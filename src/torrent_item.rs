use std::{fmt::Display, str::FromStr};

use serde::{Deserialize, Serialize};
use sha2::{Digest, Sha256};

use crate::{
    media::{Media, MediaKind},
    parser::{self, ParsedData},
    user_config::ServiceTag,
};

/// Debrid provider tag used in availability annotations and playback queries.
#[derive(Debug, Clone, Copy, PartialEq, Eq, Serialize, Deserialize)]
pub enum ProviderTag {
    #[serde(rename = "RD")]
    RealDebrid,
    #[serde(rename = "AD")]
    AllDebrid,
    #[serde(rename = "TB")]
    Torbox,
    #[serde(rename = "PM")]
    Premiumize,
}

impl ProviderTag {
    pub fn display_name(&self) -> &'static str {
        match self {
            ProviderTag::RealDebrid => "RealDebrid",
            ProviderTag::AllDebrid => "AllDebrid",
            ProviderTag::Torbox => "TorBox",
            ProviderTag::Premiumize => "Premiumize",
        }
    }
}

impl Display for ProviderTag {
    fn fmt(&self, f: &mut std::fmt::Formatter<'_>) -> std::fmt::Result {
        match self {
            ProviderTag::RealDebrid => write!(f, "RD"),
            ProviderTag::AllDebrid => write!(f, "AD"),
            ProviderTag::Torbox => write!(f, "TB"),
            ProviderTag::Premiumize => write!(f, "PM"),
        }
    }
}

impl FromStr for ProviderTag {
    type Err = anyhow::Error;

    fn from_str(s: &str) -> Result<Self, Self::Err> {
        match s {
            "RD" => Ok(ProviderTag::RealDebrid),
            "AD" => Ok(ProviderTag::AllDebrid),
            "TB" => Ok(ProviderTag::Torbox),
            "PM" => Ok(ProviderTag::Premiumize),
            rest => Err(anyhow::anyhow!("unknown provider tag: {rest}")),
        }
    }
}

#[derive(Debug, Clone, Copy, PartialEq, Eq, Serialize, Deserialize)]
#[serde(rename_all = "lowercase")]
pub enum Privacy {
    Public,
    Private,
}

/// A file row straight out of the `.torrent` file table.
#[derive(Debug, Clone, PartialEq, Serialize, Deserialize)]
pub struct TorrentFileEntry {
    pub path: String,
    pub length: u64,
}

/// One video file of a multi-file torrent with its parsed identity, kept for
/// late episode matching when the initial file selection found nothing.
#[derive(Debug, Clone, PartialEq, Serialize, Deserialize)]
pub struct VideoFileEntry {
    /// 1-based index into the torrent file table.
    pub file_index: usize,
    pub file_name: String,
    pub size: u64,
    pub seasons: Vec<u32>,
    pub episodes: Vec<u32>,
}

/// Normalised search result. Created by the indexer adapters, refined by the
/// torrent post-processor and the smart container, frozen once it lands in
/// the stream cache.
#[derive(Debug, Clone, Serialize, Deserialize)]
pub struct TorrentItem {
    pub raw_title: String,
    /// Size in bytes. Downgraded to the selected file's size once an episode
    /// file is chosen inside a season pack.
    pub size: u64,
    pub magnet: Option<String>,
    /// 40 lowercase hex chars when known.
    pub info_hash: Option<String>,
    /// Source-specific `.torrent` download URL, or the magnet itself.
    pub link: Option<String>,
    pub seeders: u32,
    pub languages: Vec<String>,
    pub indexer: String,
    #[serde(rename = "type")]
    pub kind: MediaKind,
    pub privacy: Privacy,
    #[serde(default)]
    pub trackers: Vec<String>,
    #[serde(default)]
    pub files: Option<Vec<TorrentFileEntry>>,
    #[serde(default)]
    pub torrent_download: Option<String>,
    #[serde(default)]
    pub file_index: Option<usize>,
    #[serde(default)]
    pub file_name: Option<String>,
    #[serde(default)]
    pub full_index: Option<Vec<VideoFileEntry>>,
    #[serde(default)]
    pub availability: Option<ProviderTag>,
    pub parsed_data: ParsedData,
}

impl TorrentItem {
    #[allow(clippy::too_many_arguments)]
    pub fn new(
        raw_title: String,
        size: u64,
        info_hash: Option<String>,
        link: Option<String>,
        seeders: u32,
        indexer: String,
        kind: MediaKind,
        privacy: Privacy,
    ) -> Self {
        let parsed_data = parser::parse_release(&raw_title);
        let languages = parser::detect_languages(&raw_title);
        Self {
            raw_title,
            size,
            magnet: None,
            info_hash: info_hash.map(|h| h.to_lowercase()),
            link,
            seeders,
            languages,
            indexer,
            kind,
            privacy,
            trackers: Vec::new(),
            files: None,
            torrent_download: None,
            file_index: None,
            file_name: None,
            full_index: None,
            availability: None,
            parsed_data,
        }
    }

    /// Synthetic durable id derived from the raw row. Stable across
    /// searches even before the info hash is known, which is what lets a
    /// stored row stand in for a `.torrent` fetch.
    pub fn id(&self) -> String {
        let mut hasher = Sha256::new();
        hasher.update(format!("{}|{}|{}", self.raw_title, self.size, self.indexer));
        digest_prefix(&hasher.finalize())
    }

    /// Availability only moves forward: the first provider to claim an item
    /// keeps it.
    pub fn mark_available(&mut self, provider: ProviderTag) {
        if self.availability.is_none() {
            self.availability = Some(provider);
        }
    }

    pub fn is_available(&self) -> bool {
        self.availability.is_some()
    }

    pub fn to_stream_query(&self, media: &Media, service: ServiceTag) -> StreamQuery {
        StreamQuery {
            magnet: self.magnet.clone(),
            kind: self.kind,
            file_index: self.file_index,
            season: media.season.clone(),
            episode: media.episode.clone(),
            torrent_download: self.torrent_download.clone(),
            service,
        }
    }
}

/// Per-playback-request query object, carried base64-JSON-encoded inside the
/// stream URL.
#[derive(Debug, Clone, Serialize, Deserialize)]
pub struct StreamQuery {
    pub magnet: Option<String>,
    #[serde(rename = "type")]
    pub kind: MediaKind,
    #[serde(default)]
    pub file_index: Option<usize>,
    #[serde(default)]
    pub season: Option<String>,
    #[serde(default)]
    pub episode: Option<String>,
    #[serde(default)]
    pub torrent_download: Option<String>,
    pub service: ServiceTag,
}

impl StreamQuery {
    pub fn season_number(&self) -> Option<u32> {
        strip_tag(self.season.as_deref()?, 'S')
    }

    pub fn episode_number(&self) -> Option<u32> {
        strip_tag(self.episode.as_deref()?, 'E')
    }

    pub fn info_hash(&self) -> Option<String> {
        torrent::MagnetLink::from_str(self.magnet.as_deref()?)
            .ok()
            .map(|m| m.info_hash)
    }
}

fn strip_tag(tag: &str, prefix: char) -> Option<u32> {
    tag.trim_start_matches(prefix)
        .trim_start_matches(prefix.to_ascii_lowercase())
        .parse()
        .ok()
}

/// First 16 hex chars of a digest, the shape every cache key and synthetic id
/// in the system uses.
pub fn digest_prefix(bytes: &[u8]) -> String {
    use std::fmt::Write;
    bytes.iter().take(8).fold(String::with_capacity(16), |mut out, byte| {
        let _ = write!(out, "{byte:02x}");
        out
    })
}

#[cfg(test)]
mod tests {
    use super::*;

    fn item() -> TorrentItem {
        let mut item = TorrentItem::new(
            "Inception.2010.MULTi.1080p.BluRay.x264-Group".to_string(),
            8_000_000_000,
            Some("A".repeat(40)),
            Some("magnet:?xt=urn:btih:aaaa".to_string()),
            42,
            "Jackett".to_string(),
            MediaKind::Movie,
            Privacy::Public,
        );
        item.trackers = vec!["udp://tracker.example:1337".to_string()];
        item.file_index = Some(1);
        item
    }

    #[test]
    fn info_hash_is_lowercased() {
        let item = item();
        assert_eq!(item.info_hash.as_deref(), Some("a".repeat(40).as_str()));
    }

    #[test]
    fn json_round_trip_preserves_fields() {
        let mut item = item();
        item.mark_available(ProviderTag::RealDebrid);
        item.full_index = Some(vec![VideoFileEntry {
            file_index: 3,
            file_name: "Show.S01E03.mkv".to_string(),
            size: 700,
            seasons: vec![1],
            episodes: vec![3],
        }]);
        let encoded = serde_json::to_string(&item).unwrap();
        let decoded: TorrentItem = serde_json::from_str(&encoded).unwrap();
        assert_eq!(decoded.raw_title, item.raw_title);
        assert_eq!(decoded.size, item.size);
        assert_eq!(decoded.info_hash, item.info_hash);
        assert_eq!(decoded.seeders, item.seeders);
        assert_eq!(decoded.trackers, item.trackers);
        assert_eq!(decoded.file_index, item.file_index);
        assert_eq!(decoded.full_index, item.full_index);
        assert_eq!(decoded.availability, Some(ProviderTag::RealDebrid));
        assert_eq!(decoded.parsed_data, item.parsed_data);
        // Parsed data can always be re-derived from the raw title.
        assert_eq!(
            crate::parser::parse_release(&decoded.raw_title),
            decoded.parsed_data
        );
    }

    #[test]
    fn synthetic_id_for_hashless_items() {
        let mut item = item();
        item.info_hash = None;
        let id = item.id();
        assert_eq!(id.len(), 16);
        assert!(id.chars().all(|c| c.is_ascii_hexdigit()));
        assert_eq!(id, item.id());
    }

    #[test]
    fn availability_never_regresses() {
        let mut item = item();
        item.mark_available(ProviderTag::AllDebrid);
        item.mark_available(ProviderTag::RealDebrid);
        assert_eq!(item.availability, Some(ProviderTag::AllDebrid));
    }
}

● REQUIREMENT:
Check each line of the material above for the string "trackers". Please count those that have it and reply with the number only.

● ANSWER BELOW:
4